Christine Lucey died from cervical cancer. She was 40. Only when her husband went undercover to investigate the hospital blunders that killed her did the full horror come to light.

Reproduced by kind permission of the

Daily Express

BY JANE WARREN

On Donald Lucey's living room carpet, piles of medical documentation are arranged in neat skyscrapers. When his late wife Christine's cervical cancer was diagnosed, Don admits he wasn't certain exactly what a cervix was. But today, as we sip tea, he gives me a deft appraisal of current developments in smear testing, effortlessly juggling medical terms and pulling out pages from the skyscrapers to back up his statements.

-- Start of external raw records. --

//! Hour label normalization.
//!
//! Source sheets label hours inconsistently (`"7h"`, `"7"`, `" 7H "`). The
//! parser is permissive: it only strips the unit and converts, it does not
//! check that the result is a valid hour of day. Grouping downstream decides
//! what to do with odd values.

/// Parse a free-form hour label into an integer hour.
///
/// Returns `None` when the label is empty or its remainder is not an integer.
pub fn parse(label: &str) -> Option<i64> {
    let trimmed = label.trim();
    let without_unit = trimmed
        .strip_suffix('h')
        .or_else(|| trimmed.strip_suffix('H'))
        .unwrap_or(trimmed);
    without_unit.trim().parse::<i64>().ok()
}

Three years ago, when he and his daughter Rebecca received an out of court settlement of £420,000 — the highest payout made for medical negligence leading to the loss of a wife and mother — Don understood only that her doctors had misread a number of cervical smear tests; tests that, had they been correctly interpreted in 1986, would have given her a 95 per cent chance of survival, according to the expert witnesses assembled for the High Court hearing.

Don & Rebecca

After such a distressing and protracted legal process, most people in Don's position would have banked the award and tried to put such tragic events behind them.

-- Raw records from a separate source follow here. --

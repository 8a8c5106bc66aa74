//! Panel identity and per-panel state.

use super::error::ImportError;
use super::record::{Dataset, DatasetOrigin};
use super::source::{RecordSource, SampleSource};

/// The two fixed dashboard panels.
#[derive(Debug, Clone, Copy, PartialEq, Eq, Hash)]
pub enum PanelKind {
    /// Faturamento
    Billing,
    /// Separação
    Picking,
}

impl PanelKind {
    pub const ALL: [PanelKind; 2] = [PanelKind::Billing, PanelKind::Picking];

    /// Short id used for element ids and log fields.
    pub fn id(self) -> &'static str {
        match self {
            PanelKind::Billing => "fat",
            PanelKind::Picking => "sep",
        }
    }

    pub fn from_id(id: &str) -> Option<Self> {
        Self::ALL.into_iter().find(|kind| kind.id() == id)
    }
}

/// Outcome of the most recent upload attempt on a panel.
#[derive(Debug, Clone, PartialEq, Eq)]
pub enum ImportStatus {
    Imported {
        file_name: String,
        skipped_rows: usize,
    },
    Failed {
        file_name: String,
        error: ImportError,
    },
    NoFile,
}

/// Dataset currently shown by a panel plus the last import outcome.
#[derive(Debug, Clone, PartialEq, Eq)]
pub struct PanelState {
    pub kind: PanelKind,
    pub dataset: Dataset,
    pub status: Option<ImportStatus>,
}

impl PanelState {
    /// Zero state: freshly generated sample data.
    pub fn sample(kind: PanelKind) -> Self {
        Self::with_sample(kind, &SampleSource::default())
    }

    pub fn with_sample(kind: PanelKind, source: &SampleSource) -> Self {
        Self {
            kind,
            dataset: source.dataset(),
            status: None,
        }
    }

    /// Replace the dataset with whatever `source` produces. On failure the
    /// current dataset is kept untouched and only the status changes.
    pub fn import(&mut self, file_name: &str, source: &dyn RecordSource) -> &ImportStatus {
        let dataset = match source.load() {
            Ok(dataset) => dataset,
            Err(error) => return self.reject(file_name, error),
        };

        let skipped_rows = match dataset.origin() {
            DatasetOrigin::Imported { skipped_rows, .. } => *skipped_rows,
            DatasetOrigin::Sample => 0,
        };
        tracing::info!(
            panel = self.kind.id(),
            file = file_name,
            rows = dataset.len(),
            "dataset replaced"
        );
        self.dataset = dataset;
        self.status.insert(ImportStatus::Imported {
            file_name: file_name.to_string(),
            skipped_rows,
        })
    }

    /// Record a failed import attempt; the dataset stays as it was.
    pub fn reject(&mut self, file_name: &str, error: ImportError) -> &ImportStatus {
        tracing::warn!(
            panel = self.kind.id(),
            file = file_name,
            kind = error.kind(),
            %error,
            "import failed; keeping previous dataset"
        );
        self.status.insert(ImportStatus::Failed {
            file_name: file_name.to_string(),
            error,
        })
    }

    /// An upload event arrived without any file attached.
    pub fn mark_no_file(&mut self) {
        self.status = Some(ImportStatus::NoFile);
    }
}

#[cfg(test)]
mod tests {
    use super::*;
    use crate::core::record::Record;

    struct Fixed(Result<Dataset, ImportError>);

    impl RecordSource for Fixed {
        fn load(&self) -> Result<Dataset, ImportError> {
            self.0.clone()
        }
    }

    #[test]
    fn panel_ids_round_trip() {
        for kind in PanelKind::ALL {
            assert_eq!(PanelKind::from_id(kind.id()), Some(kind));
        }
        assert_eq!(PanelKind::from_id("xyz"), None);
    }

    #[test]
    fn failed_import_keeps_dataset() {
        let mut state = PanelState::with_sample(PanelKind::Billing, &SampleSource::seeded(1));
        let before = state.dataset.clone();

        let status = state
            .import(
                "errado.xlsx",
                &Fixed(Err(ImportError::WrongSheet("QRY1000".into()))),
            )
            .clone();

        assert_eq!(state.dataset, before);
        assert!(matches!(
            status,
            ImportStatus::Failed { ref error, .. } if error.kind() == "wrong-sheet"
        ));
    }

    #[test]
    fn successful_import_replaces_dataset() {
        let mut state = PanelState::sample(PanelKind::Picking);
        let replacement = Dataset::new(
            vec![Record::new("9h", "Operador 3", 11, 2)],
            DatasetOrigin::Imported {
                file_name: "turno.xlsx".into(),
                skipped_rows: 2,
            },
        );

        state.import("turno.xlsx", &Fixed(Ok(replacement.clone())));

        assert_eq!(state.dataset, replacement);
        assert_eq!(
            state.status,
            Some(ImportStatus::Imported {
                file_name: "turno.xlsx".into(),
                skipped_rows: 2,
            })
        );
    }

    #[test]
    fn missing_file_only_updates_status() {
        let mut state = PanelState::with_sample(PanelKind::Billing, &SampleSource::seeded(5));
        let before = state.dataset.clone();
        state.mark_no_file();
        assert_eq!(state.dataset, before);
        assert_eq!(state.status, Some(ImportStatus::NoFile));
    }
}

Not Donald Lucey. He couldn't let the matter rest. He wanted to pay tribute to Christine and to do something for other women, to warn them about the dangers of always believing the doctors. He also wanted catharsis. So many years had been taken up caring for his wife while raising Rebecca, now 13, then fighting for Justice, that he had had little opportunity to work through his own loss,

"I couldn't rest," he says. "I wanted to investigate the investigators and discover for myself what went wrong."

 

He set about his research in a remarkable way. Don, 49, is a former member of the Parachute Regiment. He also spent three years in the SAS, before working on police security operations as a close protection officer for politicians including Ted Heath and Tom King. He is now a part-time bodyguard.

Posing as a postgraduate medical student with the Open University, Donald went "undercover" at the medical research library in one of the hospitals where Christine was treated.

He shows me his hospital library pass application on which he gives his subject as "research into oncology". Using doctors' notes taken during nearly two decades of Christine's flawed care, Don set about examining them in microscopic detail using "detective work".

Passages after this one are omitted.